As a graphic designer, I am constantly having to identify which fonts to use in a document or match a font. Currently I have over 5000 different fonts. I don't keep all 5000 installed on my system. However, I usually do have to scroll through custom collections of 1000 fonts or more using the down arrow key. Sometimes the whole process takes me the better part of an hour
I created a script for auto scrolling in Font Book and saved it as an application named “FontBook_Auto_Scroll.app”. Basically it opens a dialog window giving me three options. If I select “arrow down”, it brings Font Book to the front and pushes the arrow down key 35 times in increments of half a second.
Then the dialogue window opens again. If I select “arrow up”, it brings Font Book to the front and pushes the arrow up key 7 times, etc. But here is the problem. If in the process of “scrolling down”, I see the font I want to use and it happens to appear as the second font in the “scrolling down” cycle, I would prefer not to have to wait until the 35 arrow key down entries are completed.
I'm still playing around with this script and making revisions as I continue reading AppleScript help documents. This is what I have so far.
tell application "Font Book"
activate
set frontmost ¬
to true
set selectedCollections to "AllFonts"
delay 1
tell application "System Events"
click
selectedCollections
delay 1
key code 48
key code 48
end tell
end tell
repeat 20 times
activate
display dialog "Font Book Scrolling" buttons {"Arrow Down", "Arrow Up", "Cancel"} default button 1 giving up after 10
set the button_pressed to the button returned of the result
if the button_pressed is "" then
return
else if the button_pressed is "Arrow Down" then
tell application "System Events"
activate application "Font Book"
tell application "Font Book"
set frontmost ¬
to true
set selected collections to {font domain "AllFonts"}
end tell
delay 1
repeat 35 times
delay 0.55
key code 125
end repeat
delay 1
end tell
else if the button_pressed is "Arrow Up" then
tell application "System Events"
activate application "Font Book"
tell application "Font Book"
set frontmost ¬
to true
end tell
delay 1
repeat 7 times
delay 1
key code 126
end repeat
delay 1
end tell
else if the button_pressed is "Cancel" then
return
end if
end repeat
end
tell application "FontBook_Auto_Scroll"
activate
end tell
tell application "System Events"
key code 53 using {command down, option down}
return
end tell
It's been my experience that once an AppleScript application starts running its script, sans coded exit points, the only way to get out of a loop is to force quit the application.

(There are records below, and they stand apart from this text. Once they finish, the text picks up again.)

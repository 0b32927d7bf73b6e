//! ClassMap Configuration Management
//!
//! Provides configuration loading with support for:
//! - Global config: `~/.classmap/config.toml`
//! - Local config: `.classmap/config.toml` (in workspace)
//! - An explicit config file passed on the command line
//! - CLI overrides via `ConfigOverrides`
//!
//! Configuration is merged in order: global → local → explicit file → CLI overrides.

mod error;
mod loader;

pub use error::{ConfigError, FileOperation};
pub use classmap_core::{DEFAULT_STATEMENT_CACHE_CAPACITY, DEFAULT_TABLE_SPACE};
pub use loader::ConfigLoader;

use classmap_core::is_valid_table_space;
use serde::{Deserialize, Serialize};
use std::path::{Path, PathBuf};

/// Root configuration for ClassMap.
///
/// Represents the fully merged configuration from all sources.
#[derive(Debug, Clone, Serialize, Deserialize, Default, PartialEq)]
#[serde(default)]
pub struct ClassMapConfig {
    /// Metadata database configuration
    pub database: DatabaseConfig,

    /// Cache configuration
    pub cache: CacheConfig,

    /// Logging configuration
    pub logging: LoggingConfig,
}

/// Metadata database location.
///
/// # Example TOML
///
/// ```toml
/// [database]
/// path = "model.db"
/// read_only = true
/// ```
#[derive(Debug, Clone, Serialize, Deserialize, PartialEq, Eq)]
#[serde(default)]
pub struct DatabaseConfig {
    /// Database file; relative paths resolve against the workspace root
    pub path: Option<PathBuf>,

    /// Open the database read-only
    pub read_only: bool,
}

impl Default for DatabaseConfig {
    fn default() -> Self {
        Self {
            path: None,
            read_only: true,
        }
    }
}

/// Cache configuration.
///
/// # Example TOML
///
/// ```toml
/// [cache]
/// table_space = "main"
/// statement_cache_capacity = 64
/// ```
#[derive(Debug, Clone, Serialize, Deserialize, PartialEq, Eq)]
#[serde(default)]
pub struct CacheConfig {
    /// SQLite schema name holding the metadata tables
    pub table_space: String,

    /// Capacity of the prepared statement cache
    pub statement_cache_capacity: usize,
}

impl Default for CacheConfig {
    fn default() -> Self {
        Self {
            table_space: DEFAULT_TABLE_SPACE.to_string(),
            statement_cache_capacity: DEFAULT_STATEMENT_CACHE_CAPACITY,
        }
    }
}

impl CacheConfig {
    pub fn validate(&self) -> Result<(), ConfigError> {
        if self.table_space.is_empty() {
            return Err(ConfigError::invalid_value(
                "cache.table_space",
                "must not be empty",
            ));
        }
        if !is_valid_table_space(&self.table_space) {
            return Err(ConfigError::invalid_value(
                "cache.table_space",
                format!("'{}' is not a valid schema name", self.table_space),
            ));
        }
        if self.statement_cache_capacity == 0 {
            return Err(ConfigError::invalid_value(
                "cache.statement_cache_capacity",
                "must be at least 1",
            ));
        }
        Ok(())
    }
}

/// Logging configuration.
#[derive(Debug, Clone, Serialize, Deserialize, PartialEq, Eq)]
#[serde(default)]
pub struct LoggingConfig {
    /// Log level (trace, debug, info, warn, error)
    pub level: String,

    /// Log format (text, json)
    pub format: LogFormat,
}

impl Default for LoggingConfig {
    fn default() -> Self {
        Self {
            level: "info".to_string(),
            format: LogFormat::default(),
        }
    }
}

/// Log output format.
#[derive(Debug, Clone, Copy, Serialize, Deserialize, Default, PartialEq, Eq)]
#[serde(rename_all = "lowercase")]
pub enum LogFormat {
    /// Human-readable text format
    #[default]
    Text,
    /// JSON structured logging
    Json,
}

/// CLI overrides for configuration values.
///
/// Used to apply command-line arguments over file-based config.
#[derive(Debug, Clone, Default)]
pub struct ConfigOverrides {
    /// Override database path
    pub database_path: Option<PathBuf>,

    /// Override read-only mode
    pub read_only: Option<bool>,

    /// Override tablespace
    pub table_space: Option<String>,

    /// Override log level
    pub log_level: Option<String>,

    /// Override log format
    pub log_format: Option<LogFormat>,
}

impl ClassMapConfig {
    /// Apply CLI overrides to this configuration.
    pub fn apply_overrides(&mut self, overrides: &ConfigOverrides) {
        if let Some(ref path) = overrides.database_path {
            self.database.path = Some(path.clone());
        }

        if let Some(read_only) = overrides.read_only {
            self.database.read_only = read_only;
        }

        if let Some(ref table_space) = overrides.table_space {
            self.cache.table_space = table_space.clone();
        }

        if let Some(ref level) = overrides.log_level {
            self.logging.level = level.clone();
        }

        if let Some(format) = overrides.log_format {
            self.logging.format = format;
        }
    }

    /// Validate the configuration.
    pub fn validate(&self) -> Result<(), ConfigError> {
        self.cache.validate()
    }

    /// Get the effective database path for a workspace.
    ///
    /// `None` when no database is configured.
    pub fn database_path(&self, workspace_root: &Path) -> Option<PathBuf> {
        let path = self.database.path.as_ref()?;
        if path.is_absolute() {
            Some(path.clone())
        } else {
            Some(workspace_root.join(path))
        }
    }
}
#[wasm_bindgen]
impl WasmStudio {
    /// Create a new, empty design session.
    #[wasm_bindgen(constructor)]
    #[must_use]
    pub fn new() -> Self {
        Self {
            composition: Composition::new(),
        }
    }

    /// Report the measured canvas bounding box.
    #[wasm_bindgen(js_name = setCanvasRect)]
    pub fn set_canvas_rect(&mut self, left: f32, top: f32, width: f32, height: f32) {
        self.composition
            .set_canvas_rect(Some(CanvasRect::new(left, top, width, height)));
    }

    /// Forget the canvas geometry (canvas unmounted).
    #[wasm_bindgen(js_name = clearCanvasRect)]
    pub fn clear_canvas_rect(&mut self) {
        self.composition.set_canvas_rect(None);
    }

    /// Set the zoom level in percent.
    #[wasm_bindgen(js_name = setZoom)]
    pub fn set_zoom(&mut self, zoom: f32) {
        self.composition.set_zoom(zoom);
    }

    /// Add an element from a JSON draft, returning its id.
    ///
    /// # Errors
    ///
    /// Returns an error string if parsing fails or the active layer is locked.
    #[wasm_bindgen(js_name = addElement)]
    pub fn add_element(&mut self, draft_json: &str) -> Result<String, String> {
        let draft: ElementDraft = parse(draft_json)?;
        self.composition
            .add_element(draft)
            .map(|id| id.to_string())
            .map_err(|e| e.to_string())
    }

    /// Apply a JSON patch to an element.
    ///
    /// # Errors
    ///
    /// Returns an error string if parsing fails or the element's layer is locked.
    #[wasm_bindgen(js_name = updateElement)]
    pub fn update_element(&mut self, id: &str, patch_json: &str) -> Result<bool, String> {
        let patch: ElementPatch = parse(patch_json)?;
        self.composition
            .update_element(&ElementId::new(id), patch)
            .map_err(|e| e.to_string())
    }

    /// Drag an element by a pointer delta in client pixels.
    ///
    /// # Errors
    ///
    /// Returns an error string if the element's layer is locked.
    #[wasm_bindgen(js_name = dragElementBy)]
    pub fn drag_element_by(&mut self, id: &str, dx: f32, dy: f32) -> Result<bool, String> {
        self.composition
            .drag_element_by(&ElementId::new(id), ClientPoint::new(dx, dy))
            .map_err(|e| e.to_string())
    }

    /// Rotate an element by the angle the pointer swept around the element
    /// center while moving from `(from_x, from_y)` to `(to_x, to_y)`.
    ///
    /// # Errors
    ///
    /// Returns an error string if the element's layer is locked.
    #[wasm_bindgen(js_name = rotateElementBy)]
    #[allow(clippy::too_many_arguments)]
    pub fn rotate_element_by(
        &mut self,
        id: &str,
        center_x: f32,
        center_y: f32,
        from_x: f32,
        from_y: f32,
        to_x: f32,
        to_y: f32,
    ) -> Result<bool, String> {
        self.composition
            .rotate_element_by(
                &ElementId::new(id),
                ClientPoint::new(center_x, center_y),
                ClientPoint::new(from_x, from_y),
                ClientPoint::new(to_x, to_y),
            )
            .map_err(|e| e.to_string())
    }

    /// Resize an element by a resize-handle delta in client pixels.
    ///
    /// # Errors
    ///
    /// Returns an error string if the element's layer is locked.
    #[wasm_bindgen(js_name = resizeElementBy)]
    pub fn resize_element_by(&mut self, id: &str, dx: f32, dy: f32) -> Result<bool, String> {
        self.composition
            .resize_element_by(&ElementId::new(id), ClientPoint::new(dx, dy))
            .map_err(|e| e.to_string())
    }

    /// Set or clear one part's pattern; `uploaded` targets uploaded patterns.
    ///
    /// # Errors
    ///
    /// Returns an error string for an unknown part or a locked layer.
    #[wasm_bindgen(js_name = setPartPattern)]
    pub fn set_part_pattern(
        &mut self,
        id: &str,
        part: &str,
        pattern: Option<String>,
        uploaded: bool,
    ) -> Result<bool, String> {
        let part: GarmentPart = parse(&format!("\"{part}\""))?;
        let id = ElementId::new(id);
        let result = if uploaded {
            self.composition.set_element_part_upload(&id, part, pattern)
        } else {
            self.composition.set_element_part_pattern(&id, part, pattern)
        };
        result.map_err(|e| e.to_string())
    }

    /// Delete an element.
    ///
    /// # Errors
    ///
    /// Returns an error string if the element's layer is locked.
    #[wasm_bindgen(js_name = deleteElement)]
    pub fn delete_element(&mut self, id: &str) -> Result<bool, String> {
        self.composition
            .delete_element(&ElementId::new(id))
            .map_err(|e| e.to_string())
    }

    /// Select an element, or clear the selection with `undefined`.
    #[wasm_bindgen(js_name = selectElement)]
    pub fn select_element(&mut self, id: Option<String>) -> bool {
        let id = id.map(ElementId::new);
        self.composition.select_element(id.as_ref())
    }

    /// Add a layer, returning its id.
    #[wasm_bindgen(js_name = addLayer)]
    pub fn add_layer(&mut self) -> String {
        self.composition.add_layer().to_string()
    }

    /// Delete a layer.
    ///
    /// # Errors
    ///
    /// Returns an error string when deleting the only layer.
    #[wasm_bindgen(js_name = deleteLayer)]
    pub fn delete_layer(&mut self, id: &str) -> Result<(), String> {
        self.composition
            .delete_layer(&LayerId::new(id))
            .map_err(|e| e.to_string())
    }

    /// Choose the active layer.
    ///
    /// # Errors
    ///
    /// Returns an error string for an unknown layer.
    #[wasm_bindgen(js_name = setActiveLayer)]
    pub fn set_active_layer(&mut self, id: &str) -> Result<(), String> {
        self.composition
            .set_active_layer(&LayerId::new(id))
            .map_err(|e| e.to_string())
    }

    /// Show or hide a layer.
    #[wasm_bindgen(js_name = setLayerVisibility)]
    pub fn set_layer_visibility(&mut self, id: &str, visible: bool) -> bool {
        self.composition
            .set_layer_visibility(&LayerId::new(id), visible)
    }

    /// Lock or unlock a layer.
    #[wasm_bindgen(js_name = setLayerLocked)]
    pub fn set_layer_locked(&mut self, id: &str, locked: bool) -> bool {
        self.composition.set_layer_locked(&LayerId::new(id), locked)
    }

    /// Track a palette drag over the canvas. Returns the placeholder as JSON
    /// (`null` when the canvas is not measured).
    #[wasm_bindgen(js_name = hoverDrag)]
    #[must_use]
    pub fn hover_drag(&mut self, x: f32, y: f32) -> String {
        let placeholder = self.composition.hover_drag(ClientPoint::new(x, y));
        serde_json::to_string(&placeholder).unwrap_or_default()
    }

    /// Drop a JSON palette item at (x, y). Returns the new id, if any.
    ///
    /// # Errors
    ///
    /// Returns an error string if parsing fails or the active layer is locked.
    #[wasm_bindgen(js_name = dropItem)]
    pub fn drop_item(&mut self, item_json: &str, x: f32, y: f32) -> Result<Option<String>, String> {
        let item: PaletteItem = parse(item_json)?;
        self.composition
            .drop_item(&item, ClientPoint::new(x, y))
            .map(|id| id.map(|id| id.to_string()))
            .map_err(|e| e.to_string())
    }

    /// The drag left the canvas.
    #[wasm_bindgen(js_name = cancelDrag)]
    pub fn cancel_drag(&mut self) {
        self.composition.cancel_drag();
    }

    /// Set the active sub-tool from its lowercase name.
    ///
    /// # Errors
    ///
    /// Returns an error string for an unknown tool name.
    #[wasm_bindgen(js_name = setTool)]
    pub fn set_tool(&mut self, tool: &str) -> Result<(), String> {
        let tool: SubTool = parse(&format!("\"{tool}\""))?;
        self.composition.set_tool(tool);
        Ok(())
    }

    /// Pointer pressed over the canvas.
    #[wasm_bindgen(js_name = pointerDown)]
    pub fn pointer_down(&mut self, x: f32, y: f32) -> bool {
        self.composition.handle_pointer(PointerEvent::down(x, y))
    }

    /// Pointer moved over the canvas.
    #[wasm_bindgen(js_name = pointerMove)]
    pub fn pointer_move(&mut self, x: f32, y: f32) -> bool {
        self.composition.handle_pointer(PointerEvent::moved(x, y))
    }

    /// Pointer released.
    #[wasm_bindgen(js_name = pointerUp)]
    pub fn pointer_up(&mut self, x: f32, y: f32) -> bool {
        self.composition.handle_pointer(PointerEvent::up(x, y))
    }

    /// Commit the pen-tool path being drawn, returning its id.
    #[wasm_bindgen(js_name = finishVectorPath)]
    pub fn finish_vector_path(&mut self, closed: bool) -> Option<String> {
        self.composition
            .finish_vector_path(closed)
            .map(|id| id.to_string())
    }

    /// Paint the smallest shape under (x, y); `target` is `fill` or `stroke`.
    ///
    /// # Errors
    ///
    /// Returns an error string for an unknown target or a locked layer.
    #[wasm_bindgen(js_name = fillVectorArea)]
    pub fn fill_vector_area(
        &mut self,
        x: f32,
        y: f32,
        color: &str,
        target: &str,
    ) -> Result<Option<String>, String> {
        let target: PaintTarget = parse(&format!("\"{target}\""))?;
        self.composition
            .fill_vector_area(ClientPoint::new(x, y), color, target)
            .map(|id| id.map(|id| id.to_string()))
            .map_err(|e| e.to_string())
    }

    /// Set the pen color and size.
    #[wasm_bindgen(js_name = setPen)]
    pub fn set_pen(&mut self, color: &str, size: f32) {
        self.composition.set_pen_color(color);
        self.composition.set_pen_size(size);
    }

    /// Add a default button at the canvas center, returning its id.
    ///
    /// # Errors
    ///
    /// Returns an error string for an unknown style or size.
    #[wasm_bindgen(js_name = addButtonAtCenter)]
    pub fn add_button_at_center(&mut self, style: &str, size: &str) -> Result<String, String> {
        let style: ButtonStyle = parse(&format!("\"{style}\""))?;
        let size: ButtonSize = parse(&format!("\"{size}\""))?;
        Ok(self.composition.buttons_mut().add_at_center(style, size))
    }

    /// Elements to draw, bottom to top, as JSON.
    #[wasm_bindgen(js_name = getRenderListJson)]
    #[must_use]
    pub fn get_render_list_json(&self) -> String {
        serde_json::to_string(&self.composition.render_list()).unwrap_or_default()
    }

    /// Layers as JSON.
    #[wasm_bindgen(js_name = getLayersJson)]
    #[must_use]
    pub fn get_layers_json(&self) -> String {
        serde_json::to_string(self.composition.layers()).unwrap_or_default()
    }

    /// Visible strokes as JSON.
    #[wasm_bindgen(js_name = getStrokesJson)]
    #[must_use]
    pub fn get_strokes_json(&self) -> String {
        serde_json::to_string(&self.composition.visible_strokes()).unwrap_or_default()
    }

    /// Vector paths on visible layers, plus the one being drawn, as JSON.
    #[wasm_bindgen(js_name = getVectorPathsJson)]
    #[must_use]
    pub fn get_vector_paths_json(&self) -> String {
        let mut paths = self.composition.visible_vector_paths();
        paths.extend(self.composition.vectors().current());
        serde_json::to_string(&paths).unwrap_or_default()
    }

    /// The selected element id, if any.
    #[wasm_bindgen(js_name = getSelectedElementId)]
    #[must_use]
    pub fn get_selected_element_id(&self) -> Option<String> {
        self.composition
            .selected_element()
            .map(|e| e.id.to_string())
    }

    /// Snapshot the whole session as a design document.
    #[wasm_bindgen(js_name = getDocumentJson)]
    #[must_use]
    pub fn get_document_json(&self) -> String {
        self.composition
            .to_document()
            .to_json()
            .unwrap_or_default()
    }

    /// Replace the session with a design document.
    ///
    /// # Errors
    ///
    /// Returns an error string if parsing or restoring fails.
    #[wasm_bindgen(js_name = loadDocument)]
    pub fn load_document(&mut self, json: &str) -> Result<(), String> {
        let document = DesignDocument::from_json(json).map_err(|e| e.to_string())?;
        self.composition = Composition::from_document(document).map_err(|e| e.to_string())?;
        Ok(())
    }
}
//! Garment model settings: 3D preview parameters, fabric presets and
//! which template parts can be recolored.

use serde::{Deserialize, Serialize};

use crate::element::GarmentColors;

/// Neckline style.
#[derive(Debug, Clone, Copy, PartialEq, Eq, Default, Serialize, Deserialize)]
#[serde(rename_all = "kebab-case")]
pub enum CollarType {
    /// Round neck.
    Round,
    /// V-neck.
    VNeck,
    /// Polo collar.
    Polo,
    /// Henley placket.
    Henley,
    /// Crew neck.
    #[default]
    Crew,
}

/// Sleeve style.
#[derive(Debug, Clone, Copy, PartialEq, Eq, Default, Serialize, Deserialize)]
#[serde(rename_all = "lowercase")]
pub enum SleeveType {
    /// Short sleeves.
    #[default]
    Short,
    /// Long sleeves.
    Long,
    /// No sleeves.
    Sleeveless,
    /// Raglan sleeves.
    Raglan,
}

/// Garment fit.
#[derive(Debug, Clone, Copy, PartialEq, Eq, Default, Serialize, Deserialize)]
#[serde(rename_all = "lowercase")]
pub enum FitType {
    /// Regular fit.
    #[default]
    Regular,
    /// Slim fit.
    Slim,
    /// Oversized fit.
    Oversized,
    /// Relaxed fit.
    Relaxed,
}

/// Recolorable garment part.
#[derive(Debug, Clone, Copy, PartialEq, Eq, Serialize, Deserialize)]
#[serde(rename_all = "camelCase")]
pub enum GarmentPart {
    /// Main body panel.
    Body,
    /// Sleeves.
    Sleeves,
    /// Collar.
    Collar,
    /// Decorative stripes.
    StripesColor,
}

/// Material descriptor.
#[derive(Debug, Clone, PartialEq, Serialize, Deserialize)]
pub struct FabricProperties {
    /// Display name.
    pub name: String,
    /// Texture key.
    pub texture: String,
    /// Surface roughness (0-1).
    pub roughness: f32,
    /// Surface metalness (0-1).
    pub metalness: f32,
}

impl FabricProperties {
    /// Look up a named fabric preset. Unknown names fall back to cotton.
    #[must_use]
    pub fn preset(name: &str) -> Self {
        let (name, texture, roughness, metalness) = match name {
            "Polyester" => ("Polyester", "polyester", 0.5, 0.2),
            "Linen" => ("Linen", "linen", 0.9, 0.05),
            "Bamboo" => ("Bamboo", "bamboo", 0.6, 0.15),
            _ => ("Cotton", "cotton", 0.8, 0.1),
        };
        Self {
            name: name.to_string(),
            texture: texture.to_string(),
            roughness,
            metalness,
        }
    }
}

impl Default for FabricProperties {
    fn default() -> Self {
        Self::preset("Cotton")
    }
}

/// Parameters of the 3D garment preview.
#[derive(Debug, Clone, PartialEq, Serialize, Deserialize)]
#[serde(rename_all = "camelCase")]
pub struct ModelSettings {
    /// Per-part colors.
    pub colors: GarmentColors,
    /// Texture map reference.
    pub texture: Option<String>,
    /// Normal map reference.
    pub normal: Option<String>,
    /// Surface roughness.
    pub roughness: f32,
    /// Surface metalness.
    pub metalness: f32,
    /// Neckline style.
    pub collar_type: CollarType,
    /// Sleeve style.
    pub sleeve_type: SleeveType,
    /// Fit.
    pub fit_type: FitType,
}

impl Default for ModelSettings {
    fn default() -> Self {
        Self {
            colors: GarmentColors::default(),
            texture: None,
            normal: None,
            roughness: 0.5,
            metalness: 0.1,
            collar_type: CollarType::default(),
            sleeve_type: SleeveType::default(),
            fit_type: FitType::default(),
        }
    }
}

/// Partial update for [`ModelSettings`].
#[derive(Debug, Clone, Default, PartialEq, Serialize, Deserialize)]
#[serde(default, rename_all = "camelCase")]
pub struct ModelSettingsPatch {
    /// New colors.
    pub colors: Option<GarmentColors>,
    /// New texture reference.
    pub texture: Option<String>,
    /// New normal map reference.
    pub normal: Option<String>,
    /// New roughness.
    pub roughness: Option<f32>,
    /// New metalness.
    pub metalness: Option<f32>,
    /// New collar type.
    pub collar_type: Option<CollarType>,
    /// New sleeve type.
    pub sleeve_type: Option<SleeveType>,
    /// New fit type.
    pub fit_type: Option<FitType>,
}

impl ModelSettings {
    /// Merge a partial update.
    pub fn update(&mut self, patch: ModelSettingsPatch) {
        if let Some(colors) = patch.colors {
            self.colors = colors;
        }
        if patch.texture.is_some() {
            self.texture = patch.texture;
        }
        if patch.normal.is_some() {
            self.normal = patch.normal;
        }
        if let Some(roughness) = patch.roughness {
            self.roughness = roughness;
        }
        if let Some(metalness) = patch.metalness {
            self.metalness = metalness;
        }
        if let Some(collar_type) = patch.collar_type {
            self.collar_type = collar_type;
        }
        if let Some(sleeve_type) = patch.sleeve_type {
            self.sleeve_type = sleeve_type;
        }
        if let Some(fit_type) = patch.fit_type {
            self.fit_type = fit_type;
        }
    }

    /// Recolor one garment part.
    pub fn set_part_color(&mut self, part: GarmentPart, color: impl Into<String>) {
        let color = color.into();
        tracing::debug!(?part, %color, "Updated part color");
        match part {
            GarmentPart::Body => self.colors.body = color,
            GarmentPart::Sleeves => self.colors.sleeves = color,
            GarmentPart::Collar => self.colors.collar = color,
            GarmentPart::StripesColor => self.colors.stripes_color = Some(color),
        }
    }

    /// Change the neckline.
    pub fn set_collar_type(&mut self, collar_type: CollarType) {
        tracing::debug!(?collar_type, "Changed collar");
        self.collar_type = collar_type;
    }

    /// Change the sleeves.
    pub fn set_sleeve_type(&mut self, sleeve_type: SleeveType) {
        tracing::debug!(?sleeve_type, "Changed sleeves");
        self.sleeve_type = sleeve_type;
    }

    /// Change the fit.
    pub fn set_fit_type(&mut self, fit_type: FitType) {
        tracing::debug!(?fit_type, "Changed fit");
        self.fit_type = fit_type;
    }
}

/// Which parts of a garment template can be recolored.
#[derive(Debug, Clone, Copy, PartialEq, Eq, Serialize, Deserialize)]
#[allow(clippy::struct_excessive_bools)]
#[serde(rename_all = "camelCase")]
pub struct GarmentParts {
    /// Body is recolorable.
    pub body: bool,
    /// Sleeves are recolorable.
    pub sleeves: bool,
    /// Collar is recolorable.
    pub collar: bool,
    /// Stripes are recolorable.
    pub stripes_color: bool,
}

impl GarmentParts {
    const BODY_ONLY: Self = Self {
        body: true,
        sleeves: false,
        collar: false,
        stripes_color: false,
    };
    const NO_SLEEVES: Self = Self {
        body: true,
        sleeves: false,
        collar: true,
        stripes_color: false,
    };
    const STANDARD: Self = Self {
        body: true,
        sleeves: true,
        collar: true,
        stripes_color: false,
    };
    const STRIPED: Self = Self {
        body: true,
        sleeves: true,
        collar: true,
        stripes_color: true,
    };

    /// Part availability for a template id. Unknown templates get
    /// body, sleeves and collar.
    #[must_use]
    pub fn for_template(template_id: &str) -> Self {
        match template_id {
            "patterned-track-female" | "yoga-pants-female" => Self::BODY_ONLY,
            "joggers-male" | "cargo-pants-male" | "stripes-short-basic-female" => Self::STRIPED,
            "tank-top-basic-male" | "tank-top-basic-female" | "crop-top-female" => {
                Self::NO_SLEEVES
            }
            _ => Self::STANDARD,
        }
    }

    /// Whether a given part is available.
    #[must_use]
    pub fn has(&self, part: GarmentPart) -> bool {
        match part {
            GarmentPart::Body => self.body,
            GarmentPart::Sleeves => self.sleeves,
            GarmentPart::Collar => self.collar,
            GarmentPart::StripesColor => self.stripes_color,
        }
    }
}

/// Canvas background.
#[derive(Debug, Clone, PartialEq, Eq, Serialize, Deserialize)]
#[serde(tag = "type", content = "value", rename_all = "lowercase")]
pub enum BackgroundSettings {
    /// Solid color.
    Color(String),
    /// CSS-style gradient description.
    Gradient(String),
}

impl Default for BackgroundSettings {
    fn default() -> Self {
        Self::Color("#ffffff".to_string())
    }
}

#[cfg(test)]
mod tests {
    use super::*;

    #[test]
    fn unknown_fabric_falls_back_to_cotton() {
        let fabric = FabricProperties::preset("Velvet");
        assert_eq!(fabric, FabricProperties::preset("Cotton"));
        assert_eq!(fabric.texture, "cotton");
    }

    #[test]
    fn linen_preset_values() {
        let linen = FabricProperties::preset("Linen");
        assert!((linen.roughness - 0.9).abs() < f32::EPSILON);
        assert!((linen.metalness - 0.05).abs() < f32::EPSILON);
    }

    #[test]
    fn model_defaults() {
        let settings = ModelSettings::default();
        assert_eq!(settings.collar_type, CollarType::Crew);
        assert_eq!(settings.sleeve_type, SleeveType::Short);
        assert_eq!(settings.fit_type, FitType::Regular);
        assert_eq!(settings.colors.body, "#ffffff");
    }

    #[test]
    fn partial_update_keeps_other_fields() {
        let mut settings = ModelSettings::default();
        settings.update(ModelSettingsPatch {
            roughness: Some(0.9),
            fit_type: Some(FitType::Oversized),
            ..ModelSettingsPatch::default()
        });
        assert!((settings.roughness - 0.9).abs() < f32::EPSILON);
        assert!((settings.metalness - 0.1).abs() < f32::EPSILON);
        assert_eq!(settings.fit_type, FitType::Oversized);
        assert_eq!(settings.collar_type, CollarType::Crew);
    }

    #[test]
    fn set_part_color_targets_one_part() {
        let mut settings = ModelSettings::default();
        settings.set_part_color(GarmentPart::Sleeves, "#ff0000");
        settings.set_part_color(GarmentPart::StripesColor, "#00ff00");
        assert_eq!(settings.colors.sleeves, "#ff0000");
        assert_eq!(settings.colors.body, "#ffffff");
        assert_eq!(settings.colors.stripes_color.as_deref(), Some("#00ff00"));
    }

    #[test]
    fn template_part_availability() {
        assert!(!GarmentParts::for_template("yoga-pants-female").has(GarmentPart::Sleeves));
        assert!(GarmentParts::for_template("joggers-male").has(GarmentPart::StripesColor));
        let tank = GarmentParts::for_template("tank-top-basic-male");
        assert!(tank.collar && !tank.sleeves);
        assert_eq!(
            GarmentParts::for_template("no-such-template"),
            GarmentParts::for_template("zip-hoodie-female")
        );
    }

    #[test]
    fn collar_type_uses_kebab_case() {
        let json = serde_json::to_string(&CollarType::VNeck).expect("serialize");
        assert_eq!(json, "\"v-neck\"");
    }

    #[test]
    fn background_serializes_tagged() {
        let json = serde_json::to_value(BackgroundSettings::default()).expect("serialize");
        assert_eq!(json["type"], "color");
        assert_eq!(json["value"], "#ffffff");
    }
}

Because one may have more then one AppleScript application running at a time and the executable's name, regardless of what one named the application, is applet
, you don't want to use a command like do shell script "kill -9 $(pgrep applet)"
, as it will kill all running AppleScript applications.
I'd have second AppleScript application handy, e.g. "Terminate - FontBook_Auto_Scroll.app", in the Dock for quick access, to isolate the PID
of the target AppleScript application, using the following command syntax:
do shell script "kill -9 $(ps -x | awk '/[N]ame.app/{print $1}'); exit 0"
In the case of your "FontBook_Auto_Scroll.app", the command would be:
do shell script "kill -9 $(ps -x | awk '/[F]ontBook_Auto_Scroll.app/{print $1}'); exit 0"
PID
returned of the awk
query that has the target AppleScript applications name in it.; exit 0
it there so if you accidentally run the AppleScript application that terminates the target AppleScript application when it's not running, it does not error out.Then when you want to stop the scrolling, use the "Terminate - FontBook_Auto_Scroll.app" AppleScript application to terminate the "FontBook_Auto_Scroll.app" AppleScript application.
BTW Looking at the coding of your AppleScript application, the issue you're going to run into is while it's in the loop, if you set focus elsewhere, the key code
events are going to go to whatever has focus.